Economic shocks like the coronavirus pandemic of 2020 only arrive once every few generations, and they bring about permanent and far-reaching change.
Measured by output, the world economy is well on the way to recovery from a slump the likes of which barely any of its 7.7 billion people have seen in their lifetimes. Vaccines should accelerate the rebound in 2021. But other legacies of Covid-19 will shape global growth for years to come.
Some are already discernible. The takeover of factory and service jobs by robots will advance, while white-collar workers get to stay home more. There’ll be more inequality between and within countries. Governments will play a larger role in the lives of citizens, spending—and owing—more money. What follows is an overview of some of the transformations under way.
Leviathan
Big government staged a comeback as the social contract between society and the state got rewritten on the fly. It became commonplace for authorities to track where people went and who they met—and to pay their wages when employers couldn’t manage it. In countries where free-market ideas had reigned for decades, safety nets had to be patched up.
To pay for these interventions, the world’s governments ran budget deficits that add up to $11 trillion this year, according to McKinsey & Co. There’s already a debate about how long such spending can continue, and when taxpayers will have to start footing the bill.
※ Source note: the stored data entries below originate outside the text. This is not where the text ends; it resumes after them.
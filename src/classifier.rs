//! Certificate classification.
//!
//! Decides CSCA / LINK / DSC / MLSC / DVL_SIGNER from extensions,
//! self-signedness and the CA flag. The non-conformant tag (DSC_NC) is a
//! container-level signal applied by the ingest caller, never derived from
//! the certificate itself.

use serde::{Deserialize, Serialize};

use crate::crypto::x509::{extract_metadata, fingerprint_hex, CertificateMetadata};
use crate::error::{PkdError, Result};
use crate::models::CertType;

/// ICAO Master List Signer extended key usage.
pub const OID_EKU_MLSC: &str = "2.23.136.1.1.9";
/// ICAO Deviation List Signer extended key usage.
pub const OID_EKU_DVL_SIGNER: &str = "2.23.136.1.1.10";

/// Operator policy for certificates without a subject country.
///
/// CSCA and DSC always require a country; the policy only applies to list
/// signers (some legacy MLSC certificates omit `C=`).
#[derive(Debug, Clone, Copy, PartialEq, Eq, Serialize, Deserialize, Default)]
pub enum CountryPolicy {
    Reject,
    #[default]
    Warn,
}

/// Classification outcome for one certificate.
#[derive(Debug, Clone)]
pub struct Classification {
    pub cert_type: CertType,
    pub country: String,
    pub fingerprint: String,
    pub is_ca: bool,
    pub is_self_signed: bool,
    /// Set when the country is missing and the policy allowed the record
    /// through.
    pub country_warning: Option<String>,
}

/// Classify raw DER. Convenience wrapper over [`classify_metadata`].
pub fn classify(der: &[u8], policy: CountryPolicy) -> Result<Classification> {
    let metadata = extract_metadata(der)?;
    classify_metadata(&metadata, fingerprint_hex(der), policy)
}

/// Classify an already-extracted metadata record. First match wins.
pub fn classify_metadata(
    metadata: &CertificateMetadata,
    fingerprint: String,
    policy: CountryPolicy,
) -> Result<Classification> {
    let cert_type = if metadata
        .extended_key_usage
        .iter()
        .any(|oid| oid == OID_EKU_MLSC)
    {
        CertType::Mlsc
    } else if metadata
        .extended_key_usage
        .iter()
        .any(|oid| oid == OID_EKU_DVL_SIGNER)
    {
        CertType::DvlSigner
    } else if metadata.is_ca && metadata.self_signed {
        CertType::Csca
    } else if metadata.is_ca {
        CertType::Link
    } else {
        CertType::Dsc
    };

    let mut country_warning = None;
    let country = match &metadata.subject_country {
        Some(c) if !c.is_empty() => c.clone(),
        _ => match cert_type {
            CertType::Csca | CertType::Dsc | CertType::Link => {
                return Err(PkdError::Validation(format!(
                    "{} certificate without subject country: {}",
                    cert_type, metadata.subject_dn
                )))
            }
            _ => match policy {
                CountryPolicy::Reject => {
                    return Err(PkdError::Validation(format!(
                        "{} certificate without subject country rejected by policy: {}",
                        cert_type, metadata.subject_dn
                    )))
                }
                CountryPolicy::Warn => {
                    country_warning = Some(format!(
                        "{} certificate without subject country recorded with empty country: {}",
                        cert_type, metadata.subject_dn
                    ));
                    String::new()
                }
            },
        },
    };

    Ok(Classification {
        cert_type,
        country,
        fingerprint,
        is_ca: metadata.is_ca,
        is_self_signed: metadata.self_signed,
        country_warning,
    })
}
//! In-memory directory double for the test suite and dry runs.
//!
//! Mirrors the LDAP adapter's semantics: DN-keyed entries, idempotent
//! parent provisioning, idempotent add/delete.

use std::collections::{BTreeMap, HashSet};
use std::sync::Mutex;

use async_trait::async_trait;

use super::dn::{entry_dn, ou_dn, DirectoryKind};
use super::DirectoryPort;
use crate::error::{PkdError, Result};
use crate::models::{CertificateRecord, CrlRecord};

#[derive(Debug, Clone)]
struct Entry {
    kind: DirectoryKind,
    country: String,
    fingerprint: String,
}

#[derive(Default)]
struct Inner {
    parents: HashSet<String>,
    entries: BTreeMap<String, Entry>,
}

pub struct MemoryDirectory {
    base_dn: String,
    inner: Mutex<Inner>,
}

impl MemoryDirectory {
    pub fn new(base_dn: impl Into<String>) -> Self {
        MemoryDirectory {
            base_dn: base_dn.into(),
            inner: Mutex::new(Inner::default()),
        }
    }

    fn lock(&self) -> std::sync::MutexGuard<'_, Inner> {
        self.inner.lock().unwrap_or_else(|e| e.into_inner())
    }

    pub fn contains_dn(&self, dn: &str) -> bool {
        self.lock().entries.contains_key(dn)
    }

    pub fn entry_count(&self) -> usize {
        self.lock().entries.len()
    }

    fn add_entry(&self, kind: DirectoryKind, country: &str, fingerprint: &str) -> Result<String> {
        if country.is_empty() {
            return Err(PkdError::Directory(format!(
                "cannot publish {fingerprint} without a country"
            )));
        }
        let dn = entry_dn(&self.base_dn, kind, country, fingerprint);
        let parent = ou_dn(&self.base_dn, kind, country);
        let mut inner = self.lock();
        if !inner.parents.contains(&parent) {
            return Err(PkdError::Directory(format!(
                "parent entry missing for {dn}"
            )));
        }
        inner.entries.insert(
            dn.clone(),
            Entry {
                kind,
                country: country.to_string(),
                fingerprint: fingerprint.to_string(),
            },
        );
        Ok(dn)
    }
}

#[async_trait]
impl DirectoryPort for MemoryDirectory {
    async fn add_certificate(&self, cert: &CertificateRecord) -> Result<String> {
        let kind = DirectoryKind::for_cert_type(cert.cert_type).ok_or_else(|| {
            PkdError::Directory(format!(
                "certificate type {} is not published",
                cert.cert_type
            ))
        })?;
        self.ensure_parent_dn_exists(kind, &cert.country).await?;
        self.add_entry(kind, &cert.country, &cert.fingerprint)
    }

    async fn add_crl(&self, crl: &CrlRecord) -> Result<String> {
        self.ensure_parent_dn_exists(DirectoryKind::Crl, &crl.country)
            .await?;
        self.add_entry(DirectoryKind::Crl, &crl.country, &crl.fingerprint)
    }

    async fn delete_entry(&self, dn: &str) -> Result<()> {
        self.lock().entries.remove(dn);
        Ok(())
    }

    async fn ensure_parent_dn_exists(&self, kind: DirectoryKind, country: &str) -> Result<()> {
        let mut inner = self.lock();
        inner
            .parents
            .insert(super::dn::container_dn(&self.base_dn, kind));
        inner
            .parents
            .insert(super::dn::country_dn(&self.base_dn, kind, country));
        inner.parents.insert(ou_dn(&self.base_dn, kind, country));
        Ok(())
    }

    async fn count_by_kind(&self, kind: DirectoryKind) -> Result<u64> {
        Ok(self
            .lock()
            .entries
            .values()
            .filter(|e| e.kind == kind)
            .count() as u64)
    }

    async fn count_by_kind_and_country(
        &self,
        kind: DirectoryKind,
    ) -> Result<BTreeMap<String, u64>> {
        let mut counts = BTreeMap::new();
        for entry in self.lock().entries.values() {
            if entry.kind == kind {
                *counts.entry(entry.country.clone()).or_insert(0) += 1;
            }
        }
        Ok(counts)
    }

    async fn list_fingerprints(&self, kind: DirectoryKind) -> Result<Vec<String>> {
        Ok(self
            .lock()
            .entries
            .values()
            .filter(|e| e.kind == kind)
            .map(|e| e.fingerprint.clone())
            .collect())
    }
}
At least in developed economies, ultralow interest rates and unfazed financial markets don’t point to a near-term crisis.
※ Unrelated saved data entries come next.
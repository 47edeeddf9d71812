//! Offline trust chain validation.
//!
//! Builds a path from a leaf to a self-signed anchor through issuer-DN
//! lookups in the trust store, then walks the path verifying signatures,
//! validity windows, key usage, basic constraints and CRL revocation.

use std::sync::Arc;
use std::time::Instant;

use chrono::{DateTime, Utc};
use x509_parser::prelude::*;

use crate::crypto::signature::verify_certificate_signature;
use crate::crypto::signature::verify_crl_signature;
use crate::crypto::x509::dn_equal;
use crate::error::Result;
use crate::models::{
    CertDescriptor, CertType, CertificateRecord, ChainStatus, CrlRecord, CrlStatus,
};
use crate::store::TrustStore;

const DEFAULT_MAX_DEPTH: usize = 10;

/// Verdict of one chain validation.
#[derive(Debug, Clone)]
pub struct ChainVerdict {
    pub status: ChainStatus,
    pub signature_valid: bool,
    pub chain_valid: bool,
    pub not_revoked: bool,
    pub validity_valid: bool,
    pub constraints_valid: bool,
    pub crl_status: CrlStatus,
    pub duration_ms: u64,
    pub errors: Vec<String>,
    /// Leaf-to-anchor path that was examined.
    pub chain: Vec<CertDescriptor>,
    /// The trust anchor the path terminated at, when one was found.
    pub anchor: Option<CertificateRecord>,
}

impl ChainVerdict {
    fn describe(cert: &CertificateRecord) -> CertDescriptor {
        CertDescriptor {
            subject_dn: cert.subject_dn.clone(),
            serial: cert.serial.clone(),
            issuer_dn: cert.issuer_dn.clone(),
            fingerprint: cert.fingerprint.clone(),
        }
    }
}

/// Pick the best CSCA when several share a subject DN (renewals): prefer one
/// whose validity contains `at`, else the highest notBefore.
pub fn select_anchor_candidate(
    mut candidates: Vec<CertificateRecord>,
    at: DateTime<Utc>,
) -> Option<CertificateRecord> {
    candidates.sort_by(|a, b| {
        let a_current = a.validity_contains(at);
        let b_current = b.validity_contains(at);
        b_current
            .cmp(&a_current)
            .then(b.not_before.cmp(&a.not_before))
    });
    candidates.into_iter().next()
}

pub struct ChainValidator {
    store: Arc<dyn TrustStore>,
    max_depth: usize,
}

struct WalkState {
    signature_valid: bool,
    chain_valid: bool,
    not_revoked: bool,
    validity_valid: bool,
    constraints_valid: bool,
    crl_status: CrlStatus,
    errors: Vec<String>,
}

impl WalkState {
    fn new() -> Self {
        WalkState {
            signature_valid: true,
            chain_valid: true,
            not_revoked: true,
            validity_valid: true,
            constraints_valid: true,
            crl_status: CrlStatus::Clean,
            errors: Vec::new(),
        }
    }
}

impl ChainValidator {
    pub fn new(store: Arc<dyn TrustStore>) -> Self {
        ChainValidator {
            store,
            max_depth: DEFAULT_MAX_DEPTH,
        }
    }

    pub fn with_max_depth(mut self, max_depth: usize) -> Self {
        self.max_depth = max_depth;
        self
    }

    /// Validate `leaf` against `anchor` (or an anchor located in the store).
    pub async fn validate(
        &self,
        leaf: &CertificateRecord,
        anchor: Option<&CertificateRecord>,
    ) -> Result<ChainVerdict> {
        self.validate_at(leaf, anchor, Utc::now()).await
    }

    /// Validation with an explicit evaluation instant, used by tests and the
    /// expiry audit.
    pub async fn validate_at(
        &self,
        leaf: &CertificateRecord,
        anchor: Option<&CertificateRecord>,
        at: DateTime<Utc>,
    ) -> Result<ChainVerdict> {
        let started = Instant::now();
        let mut state = WalkState::new();

        let chain = self.build_path(leaf, anchor, at, &mut state).await?;
        let anchor_record = chain
            .last()
            .filter(|c| c.self_signed)
            .cloned();

        if let Some(anchor) = &anchor_record {
            self.check_anchor(anchor, at, &mut state);
        }

        // Per-hop checks, child against parent, walking towards the anchor.
        for pair in chain.windows(2) {
            self.check_hop(&pair[0], &pair[1], at, &mut state).await?;
        }

        // Leaf role key usage: a DSC signs documents.
        if matches!(leaf.cert_type, CertType::Dsc | CertType::DscNc)
            && !leaf.key_usage.iter().any(|u| u == "digitalSignature")
        {
            state.constraints_valid = false;
            state
                .errors
                .push(format!("DSC without digitalSignature: {}", leaf.subject_dn));
        }

        let status = if !state.not_revoked {
            ChainStatus::Revoked
        } else if !state.validity_valid {
            ChainStatus::Expired
        } else if !(state.signature_valid && state.chain_valid && state.constraints_valid) {
            ChainStatus::Invalid
        } else {
            ChainStatus::Valid
        };

        Ok(ChainVerdict {
            status,
            signature_valid: state.signature_valid,
            chain_valid: state.chain_valid,
            not_revoked: state.not_revoked,
            validity_valid: state.validity_valid,
            constraints_valid: state.constraints_valid,
            crl_status: state.crl_status,
            duration_ms: started.elapsed().as_millis() as u64,
            errors: state.errors,
            chain: chain.iter().map(ChainVerdict::describe).collect(),
            anchor: anchor_record,
        })
    }

    /// Follow issuer-DN -> subject-DN lookups until a self-signed
    /// certificate or the depth limit.
    async fn build_path(
        &self,
        leaf: &CertificateRecord,
        nominated: Option<&CertificateRecord>,
        at: DateTime<Utc>,
        state: &mut WalkState,
    ) -> Result<Vec<CertificateRecord>> {
        let mut chain = vec![leaf.clone()];
        let mut current = leaf.clone();

        while !current.self_signed {
            if chain.len() >= self.max_depth {
                state.chain_valid = false;
                state.errors.push(format!(
                    "chain exceeds maximum depth {}",
                    self.max_depth
                ));
                return Ok(chain);
            }

            if let Some(anchor) = nominated {
                if anchor.subject_dn_normalized == current.issuer_dn_normalized {
                    chain.push(anchor.clone());
                    return Ok(chain);
                }
            }

            let mut candidates: Vec<CertificateRecord> = self
                .store
                .certificates_by_subject(&current.issuer_dn_normalized)
                .await?
                .into_iter()
                .filter(|c| c.is_ca && c.fingerprint != current.fingerprint)
                .collect();
            // Prefer CSCAs over link certificates at every step.
            let cscas: Vec<CertificateRecord> = candidates
                .iter()
                .filter(|c| c.cert_type == CertType::Csca)
                .cloned()
                .collect();
            if !cscas.is_empty() {
                candidates = cscas;
            }

            match select_anchor_candidate(candidates, at) {
                Some(parent) => {
                    current = parent.clone();
                    chain.push(parent);
                }
                None => {
                    state.chain_valid = false;
                    state.errors.push(format!(
                        "ISSUER_NOT_FOUND: no stored CA matches issuer {}",
                        current.issuer_dn
                    ));
                    return Ok(chain);
                }
            }
        }
        Ok(chain)
    }

    /// CSCA checks: self-signed CA, keyCertSign, self-signature, validity.
    fn check_anchor(&self, anchor: &CertificateRecord, at: DateTime<Utc>, state: &mut WalkState) {
        if !anchor.is_ca {
            state.constraints_valid = false;
            state.errors.push(format!(
                "trust anchor is not a CA: {}",
                anchor.subject_dn
            ));
        }
        if !anchor.key_usage.iter().any(|u| u == "keyCertSign") {
            state.constraints_valid = false;
            state.errors.push(format!(
                "trust anchor without keyCertSign: {}",
                anchor.subject_dn
            ));
        }
        if !anchor.validity_contains(at) {
            state.validity_valid = false;
            state.errors.push(format!(
                "trust anchor outside validity window: {}",
                anchor.subject_dn
            ));
        }
        let outcome = verify_certificate_signature(&anchor.der, &anchor.der);
        if !outcome.valid {
            state.signature_valid = false;
            state.errors.push(format!(
                "trust anchor self-signature failed: {}",
                outcome.reason.unwrap_or_default()
            ));
        }
    }

    async fn check_hop(
        &self,
        child: &CertificateRecord,
        parent: &CertificateRecord,
        at: DateTime<Utc>,
        state: &mut WalkState,
    ) -> Result<()> {
        // ASN.1-aware issuer/subject agreement on the actual DER names; the
        // normalised lookup that found the parent is only a search key.
        let names_match = {
            let child_parsed = X509Certificate::from_der(&child.der);
            let parent_parsed = X509Certificate::from_der(&parent.der);
            match (child_parsed, parent_parsed) {
                (Ok((_, c)), Ok((_, p))) => dn_equal(c.issuer(), p.subject()),
                _ => false,
            }
        };
        if !names_match {
            state.chain_valid = false;
            state.errors.push(format!(
                "issuer/subject mismatch between {} and {}",
                child.subject_dn, parent.subject_dn
            ));
        }

        let outcome = verify_certificate_signature(&child.der, &parent.der);
        if !outcome.valid {
            state.signature_valid = false;
            state.errors.push(format!(
                "signature of {} under {} failed: {}",
                child.subject_dn,
                parent.subject_dn,
                outcome.reason.unwrap_or_default()
            ));
        }

        if !child.validity_contains(at) {
            state.validity_valid = false;
            state.errors.push(format!(
                "certificate outside validity window: {}",
                child.subject_dn
            ));
        }

        if !parent.is_ca {
            state.constraints_valid = false;
            state.errors.push(format!(
                "issuing certificate is not a CA: {}",
                parent.subject_dn
            ));
        }

        self.check_revocation(child, parent, at, state).await
    }

    /// CRL lookup for `child` under `parent`: the CRL must be issued by the
    /// parent's subject DN in the parent's country, be current, and verify
    /// under the parent key. A missing CRL is surfaced as a warning, not a
    /// failure.
    async fn check_revocation(
        &self,
        child: &CertificateRecord,
        parent: &CertificateRecord,
        at: DateTime<Utc>,
        state: &mut WalkState,
    ) -> Result<()> {
        let crls = self
            .store
            .crls_by_issuer(&parent.subject_dn_normalized, &parent.country)
            .await?;
        if crls.is_empty() {
            if state.crl_status == CrlStatus::Clean {
                state.crl_status = CrlStatus::Unavailable;
            }
            state.errors.push(format!(
                "CRL_UNAVAILABLE: no CRL on file for {}",
                parent.subject_dn
            ));
            return Ok(());
        }

        let mut current: Vec<&CrlRecord> = crls.iter().filter(|c| c.is_current_at(at)).collect();
        if current.is_empty() {
            if state.crl_status == CrlStatus::Clean {
                state.crl_status = CrlStatus::Stale;
            }
            state.errors.push(format!(
                "no current CRL for {} (all outside [thisUpdate, nextUpdate])",
                parent.subject_dn
            ));
            return Ok(());
        }
        // Newest snapshot decides.
        current.sort_by(|a, b| b.this_update.cmp(&a.this_update));
        let crl = current[0];

        let outcome = verify_crl_signature(&crl.der, &parent.der);
        if !outcome.valid {
            if state.crl_status == CrlStatus::Clean {
                state.crl_status = CrlStatus::Unavailable;
            }
            state.errors.push(format!(
                "CRL signature under {} failed: {}",
                parent.subject_dn,
                outcome.reason.unwrap_or_default()
            ));
            return Ok(());
        }

        if let Some(entry) = crl.revokes_serial(&child.serial) {
            state.not_revoked = false;
            state.crl_status = CrlStatus::Revoked;
            state.errors.push(format!(
                "certificate {} serial {} revoked at {}{}",
                child.subject_dn,
                child.serial,
                entry.revoked_at,
                entry
                    .reason
                    .as_ref()
                    .map(|r| format!(" ({r})"))
                    .unwrap_or_default()
            ));
        }
        Ok(())
    }
}

#[cfg(test)]
mod tests {
    use super::*;
    use chrono::{Duration, TimeZone};
    use uuid::Uuid;

    fn record(subject: &str, not_before: DateTime<Utc>, not_after: DateTime<Utc>) -> CertificateRecord {
        CertificateRecord {
            id: Uuid::new_v4(),
            fingerprint: format!("{:064x}", not_before.timestamp()),
            der: vec![],
            cert_type: CertType::Csca,
            country: "UN".into(),
            subject_dn: subject.into(),
            issuer_dn: subject.into(),
            subject_dn_normalized: subject.to_lowercase(),
            issuer_dn_normalized: subject.to_lowercase(),
            serial: "01".into(),
            not_before,
            not_after,
            signature_algorithm_oid: String::new(),
            signature_hash_algorithm: String::new(),
            public_key_algorithm: String::new(),
            public_key_size: None,
            public_key_curve: None,
            ski: None,
            aki: None,
            is_ca: true,
            path_len_constraint: None,
            key_usage: vec!["keyCertSign".into()],
            extended_key_usage: vec![],
            crl_distribution_points: vec![],
            ocsp_url: None,
            self_signed: true,
            source_verified: true,
            stored_in_directory: false,
            deleted: false,
            first_ingested_at: Utc::now(),
            source_upload_id: None,
        }
    }

    #[test]
    fn anchor_tie_break_prefers_currently_valid() {
        let now = Utc.with_ymd_and_hms(2026, 6, 1, 0, 0, 0).unwrap();
        let expired = record("CN=CSCA", now - Duration::days(3650), now - Duration::days(1));
        let current = record("CN=CSCA", now - Duration::days(100), now + Duration::days(100));
        let picked =
            select_anchor_candidate(vec![expired.clone(), current.clone()], now).unwrap();
        assert_eq!(picked.fingerprint, current.fingerprint);
    }

    #[test]
    fn anchor_tie_break_falls_back_to_newest() {
        let now = Utc.with_ymd_and_hms(2026, 6, 1, 0, 0, 0).unwrap();
        let older = record("CN=CSCA", now - Duration::days(400), now - Duration::days(300));
        let newer = record("CN=CSCA", now - Duration::days(200), now - Duration::days(10));
        let picked = select_anchor_candidate(vec![older, newer.clone()], now).unwrap();
        assert_eq!(picked.fingerprint, newer.fingerprint);
    }
}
In the longer run, a big rethink in economics is changing minds about public debt. The new consensus says governments have more room to spend in a low-inflation world, and should use fiscal policy more proactively to drive their economies. Advocates of Modern Monetary Theory say they pioneered those arguments and the mainstream is only now catching up.
Even Easier Money
Central banks were plunged back into printing money. Interest rates hit new record lows. Central bankers stepped up their quantitative easing, widening it to buy corporate as well as government debt.
All these monetary interventions have created some of the easiest financial conditions in history—and unleashed a frenzy of speculative investment, which has left plenty of analysts worried about moral hazards ahead. But the central-bank policies will be hard to reverse, especially if labor markets remain fractured and companies continue their recent run-up in saving.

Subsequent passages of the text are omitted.